Peabody broke law by not printing reports
Staff writer
Peabody violated state law when it failed to publish its annual treasurer’s report for two years.
An audit by Loyd Group revealed that the city did not file a report this January.
Mayor Catherine Weems admitted at a council meeting June 28 that Peabody did not file a report in 2024, either.
She chalked the lapse up to lack of staff and unbalanced books.
“There was no way I could have done it,” she said. “Nothing was even balanced for the year.”
City treasurer Deanna Baker, who began work in October, 2024, took responsibility for the misstep.
“Technically, yes, I was the treasurer and I failed to do it this year,” she said.
Asked whether the city did not publish a report because books weren’t balanced, Baker said: “I don’t really know how to answer that. I didn’t even really know that was something we were supposed to do.”
Peabody has had its fair share of employee vacancies in the last two years.
But a lack of staff is no excuse for not publishing reports, Kansas Policy Institute chief executive Dave Trabert said.
“It’s a legal obligation,” Trabert said. “Whoever is paying bills and preparing budgets has the capability to prepare a treasurer’s report.” (Peabody published its budget on schedule in 2024 and 2025.)
KSA 12–1608 requires third-class cities such as Peabody to publish a treasurer’s report in a local newspaper within 30 days of the new year.
KSA 12–1609 states that any treasurer violating KSA 12–1608 shall be charged with a misdemeanor and subject to a fine of $25 to $100, prison time of 30 to 90 days, or both.
The law last was modified in 1923; if the fines were adjusted for inflation, they would range from $480 to $1,920.
County Attorney Michelle Brown said she would investigate the lapse if it formally was brought to her attention.
“If a law enforcement officer forwards me an affidavit and it fits the statute, then yes, I will file,” she said.

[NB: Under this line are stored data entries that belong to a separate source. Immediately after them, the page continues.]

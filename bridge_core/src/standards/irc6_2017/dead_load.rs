//! # Dead Load (Cl. 203)
//!
//! Unit weights of materials for computing dead load, tabulated by the
//! standard in t/m³. [`Material::unit_weight`] converts to kN/m³ with
//! g = 9.81 m/s².
//!
//! ## Example
//!
//! ```rust
//! use bridge_core::standards::irc6_2017::Material;
//!
//! let rcc: Material = "concrete_cement_reinforced".parse().unwrap();
//! assert_eq!(rcc.unit_weight_t_m3(), 2.5);
//! assert!((rcc.unit_weight() - 24.525).abs() < 1e-9);
//! ```

use std::fmt;
use std::str::FromStr;

use serde::{Deserialize, Serialize};

use crate::errors::{ensure_non_negative, CalcError, CalcResult};
use crate::reference::{ClauseRef, Standard};
use crate::units::GRAVITY;

pub const DEAD_LOAD: ClauseRef = ClauseRef::new(Standard::Irc6_2017, "203");

/// Construction material listed under Cl. 203
#[derive(Debug, Clone, Copy, PartialEq, Eq, Hash, Serialize, Deserialize)]
#[serde(rename_all = "snake_case")]
pub enum Material {
    AshlarGranite,
    AshlarSandstone,
    StoneSettsGranite,
    StoneSettsBasalt,
    BallastGranite,
    BallastBasalt,
    BrickworkPressedCement,
    BrickworkCommonCement,
    BrickworkCommonLime,
    ConcreteAsphalt,
    ConcreteBitumen,
    ConcreteCementPlain,
    ConcreteCementPlainPlums,
    ConcreteCementReinforced,
    ConcreteCementPrestressed,
    ConcreteLimeBrick,
    ConcreteLimeStone,
    EarthCompacted,
    Gravel,
    MacadamBinder,
    MacadamRolled,
    SandLoose,
    SandWet,
    RubbleStoneCoursed,
    StoneMasonryLime,
    Water,
    Wood,
    CastIron,
    WroughtIron,
    Steel,
}

impl Material {
    pub const ALL: [Material; 30] = [
        Material::AshlarGranite,
        Material::AshlarSandstone,
        Material::StoneSettsGranite,
        Material::StoneSettsBasalt,
        Material::BallastGranite,
        Material::BallastBasalt,
        Material::BrickworkPressedCement,
        Material::BrickworkCommonCement,
        Material::BrickworkCommonLime,
        Material::ConcreteAsphalt,
        Material::ConcreteBitumen,
        Material::ConcreteCementPlain,
        Material::ConcreteCementPlainPlums,
        Material::ConcreteCementReinforced,
        Material::ConcreteCementPrestressed,
        Material::ConcreteLimeBrick,
        Material::ConcreteLimeStone,
        Material::EarthCompacted,
        Material::Gravel,
        Material::MacadamBinder,
        Material::MacadamRolled,
        Material::SandLoose,
        Material::SandWet,
        Material::RubbleStoneCoursed,
        Material::StoneMasonryLime,
        Material::Water,
        Material::Wood,
        Material::CastIron,
        Material::WroughtIron,
        Material::Steel,
    ];

    /// Key used in parameter files
    pub fn key(&self) -> &'static str {
        match self {
            Material::AshlarGranite => "ashlar_granite",
            Material::AshlarSandstone => "ashlar_sandstone",
            Material::StoneSettsGranite => "stone_setts_granite",
            Material::StoneSettsBasalt => "stone_setts_basalt",
            Material::BallastGranite => "ballast_granite",
            Material::BallastBasalt => "ballast_basalt",
            Material::BrickworkPressedCement => "brickwork_pressed_cement",
            Material::BrickworkCommonCement => "brickwork_common_cement",
            Material::BrickworkCommonLime => "brickwork_common_lime",
            Material::ConcreteAsphalt => "concrete_asphalt",
            Material::ConcreteBitumen => "concrete_bitumen",
            Material::ConcreteCementPlain => "concrete_cement_plain",
            Material::ConcreteCementPlainPlums => "concrete_cement_plain_plums",
            Material::ConcreteCementReinforced => "concrete_cement_reinforced",
            Material::ConcreteCementPrestressed => "concrete_cement_prestressed",
            Material::ConcreteLimeBrick => "concrete_lime_brick",
            Material::ConcreteLimeStone => "concrete_lime_stone",
            Material::EarthCompacted => "earth_compacted",
            Material::Gravel => "gravel",
            Material::MacadamBinder => "macadam_binder",
            Material::MacadamRolled => "macadam_rolled",
            Material::SandLoose => "sand_loose",
            Material::SandWet => "sand_wet",
            Material::RubbleStoneCoursed => "rubble_stone_coursed",
            Material::StoneMasonryLime => "stone_masonry_lime",
            Material::Water => "water",
            Material::Wood => "wood",
            Material::CastIron => "cast_iron",
            Material::WroughtIron => "wrought_iron",
            Material::Steel => "steel",
        }
    }

    pub fn display_name(&self) -> &'static str {
        match self {
            Material::AshlarGranite => "Ashlar (granite)",
            Material::AshlarSandstone => "Ashlar (sandstone)",
            Material::StoneSettsGranite => "Stone setts (granite)",
            Material::StoneSettsBasalt => "Stone setts (basalt)",
            Material::BallastGranite => "Ballast (stone screened, granite)",
            Material::BallastBasalt => "Ballast (stone screened, basalt)",
            Material::BrickworkPressedCement => "Brickwork (pressed) in cement mortar",
            Material::BrickworkCommonCement => "Brickwork (common) in cement mortar",
            Material::BrickworkCommonLime => "Brickwork (common) in lime mortar",
            Material::ConcreteAsphalt => "Concrete (asphalt)",
            Material::ConcreteBitumen => "Concrete (bitumen)",
            Material::ConcreteCementPlain => "Concrete (cement) plain",
            Material::ConcreteCementPlainPlums => "Concrete (cement) plain with plums",
            Material::ConcreteCementReinforced => "Concrete (cement) reinforced",
            Material::ConcreteCementPrestressed => "Concrete (cement) prestressed",
            Material::ConcreteLimeBrick => "Concrete (lime) brick aggregate",
            Material::ConcreteLimeStone => "Concrete (lime) stone aggregate",
            Material::EarthCompacted => "Earth (compacted)",
            Material::Gravel => "Gravel",
            Material::MacadamBinder => "Macadam (binder premix)",
            Material::MacadamRolled => "Macadam (rolled)",
            Material::SandLoose => "Sand (loose)",
            Material::SandWet => "Sand (wet compressed)",
            Material::RubbleStoneCoursed => "Coursed rubble stone masonry (cement mortar)",
            Material::StoneMasonryLime => "Stone masonry (lime mortar)",
            Material::Water => "Water",
            Material::Wood => "Wood",
            Material::CastIron => "Cast iron",
            Material::WroughtIron => "Wrought iron",
            Material::Steel => "Steel (rolled or cast)",
        }
    }

    /// Unit weight as tabulated (t/m³)
    pub fn unit_weight_t_m3(&self) -> f64 {
        match self {
            Material::Wood => 0.8,
            Material::Water => 1.0,
            Material::BallastGranite | Material::ConcreteBitumen => 1.4,
            Material::BallastBasalt => 1.6,
            Material::SandLoose => 1.7,
            Material::BrickworkCommonLime | Material::Gravel => 1.8,
            Material::BrickworkCommonCement
            | Material::ConcreteLimeBrick
            | Material::SandWet => 1.9,
            Material::EarthCompacted => 2.0,
            Material::ConcreteLimeStone => 2.1,
            Material::BrickworkPressedCement
            | Material::ConcreteAsphalt
            | Material::MacadamBinder => 2.2,
            Material::AshlarSandstone | Material::StoneMasonryLime => 2.4,
            Material::ConcreteCementPlain
            | Material::ConcreteCementPlainPlums
            | Material::ConcreteCementReinforced
            | Material::ConcreteCementPrestressed => 2.5,
            Material::StoneSettsGranite
            | Material::MacadamRolled
            | Material::RubbleStoneCoursed => 2.6,
            Material::AshlarGranite | Material::StoneSettsBasalt => 2.7,
            Material::CastIron => 7.2,
            Material::WroughtIron => 7.7,
            Material::Steel => 7.8,
        }
    }

    /// Unit weight (kN/m³)
    pub fn unit_weight(&self) -> f64 {
        self.unit_weight_t_m3() * GRAVITY
    }
}

impl fmt::Display for Material {
    fn fmt(&self, f: &mut fmt::Formatter<'_>) -> fmt::Result {
        write!(f, "{}", self.display_name())
    }
}

impl FromStr for Material {
    type Err = CalcError;

    fn from_str(s: &str) -> Result<Self, Self::Err> {
        Material::ALL
            .iter()
            .copied()
            .find(|m| m.key() == s)
            .ok_or_else(|| CalcError::invalid_input("material", s, "Not a Cl. 203 material"))
    }
}

/// Weight of `volume_m3` of `material` (kN)
pub fn dead_weight(material: Material, volume_m3: f64) -> CalcResult<f64> {
    let volume = ensure_non_negative("volume_m3", volume_m3)?;
    Ok(material.unit_weight() * volume)
}

#[cfg(test)]
mod tests {
    use super::*;

    #[test]
    fn test_all_materials_listed_once() {
        let mut keys: Vec<_> = Material::ALL.iter().map(|m| m.key()).collect();
        keys.sort();
        keys.dedup();
        assert_eq!(keys.len(), 30);
    }

    #[test]
    fn test_unit_weights() {
        assert_eq!(Material::Steel.unit_weight_t_m3(), 7.8);
        assert_eq!(Material::Water.unit_weight_t_m3(), 1.0);
        assert_eq!(Material::Wood.unit_weight_t_m3(), 0.8);
        assert!((Material::Water.unit_weight() - 9.81).abs() < 1e-12);
    }

    #[test]
    fn test_parse_key() {
        assert_eq!("sand_wet".parse::<Material>().unwrap(), Material::SandWet);
        assert!("unobtainium".parse::<Material>().is_err());
        for m in Material::ALL {
            assert_eq!(m.key().parse::<Material>().unwrap(), m);
        }
    }

    #[test]
    fn test_dead_weight() {
        let w = dead_weight(Material::ConcreteCementReinforced, 2.0).unwrap();
        assert!((w - 49.05).abs() < 1e-9);
        assert!(dead_weight(Material::Steel, -1.0).is_err());
    }

    #[test]
    fn test_serde_key_matches() {
        let json = serde_json::to_string(&Material::StoneSettsBasalt).unwrap();
        assert_eq!(json, "\"stone_setts_basalt\"");
    }
}
//! # Design-Case Pipeline
//!
//! Evaluates every clause a [`DesignCase`] has inputs for and collects the
//! outcomes into a [`CaseReport`]. Within a case, clauses that feed others run
//! first and hand their values over explicitly:
//!
//! - design lanes (Table 6) -> carriageway width check, braking force
//! - wind at deck height (Table 12) -> drag -> transverse -> longitudinal,
//!   vertical and live-load wind forces
//!
//! A failing clause is recorded as [`ClauseOutcome::Error`] and only the
//! clauses depending on it are affected. Independent cases are evaluated in
//! parallel by [`evaluate_batch`].
//!
//! ## JSON Example
//!
//! ```json
//! {
//!   "label": "Two-lane overpass",
//!   "parameters": [
//!     { "name": "carriageway_width", "value": 7.5, "unit": "meter" },
//!     { "name": "span", "value": 35.0, "unit": "meter" }
//!   ],
//!   "footpath": "None",
//!   "vehicle_classes": ["ClassA", "Class70RWheeled"]
//! }
//! ```

use rayon::prelude::*;
use serde::{Deserialize, Serialize};
use tracing::{debug, info, warn};

use crate::errors::{CalcError, CalcResult};
use crate::layout::{CrossSectionLayout, PROTECTION_TO_USERS};
use crate::reference::ClauseRef;
use crate::settings::EvaluationSettings;
use crate::standards::irc5_2015::{
    self, BarrierGeometry, BarrierRequest, FootpathProvision, KerbOutline, SafetyKerbOutline, WearingCoat,
};
use crate::standards::irc6_2017::{
    self, DeckMaterial, GirderGeometry, Importance, SeismicZone, SoilType, Terrain, WindAtHeight,
};
use crate::standards::{ClauseResult, GeneralFeatures, LoadsAndForces};
use crate::units::{DesignParameters, KiloNewtons, Meters, Pascals, Percent, Unit};
use crate::vehicles::{LaneTrainLoad, VehicleClass, VehicleLoadModel};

Not publishing the reports raises questions regarding the city’s transparency, Trabert said, particularly if the financial books are, by the city’s own admission, not balanced properly.
“It could just be sheer negligence, but it certainly raises concerns in the public if there are some things they just don’t want to share,” he said.
Weems said the city’s books needed to be balanced for the city to produce a treasurer’s report at all.
“The report in question is a direct result of balancing and closing out each month,” she said.
Marion County similarly failed to publish quarterly treasurer’s reports six out of seven times in a period spanning from 2022 to 2024.
County treasurer Susan Berg was battling cancer at the time, and county employees struggled to take over her work before and after Berg died in November 2023.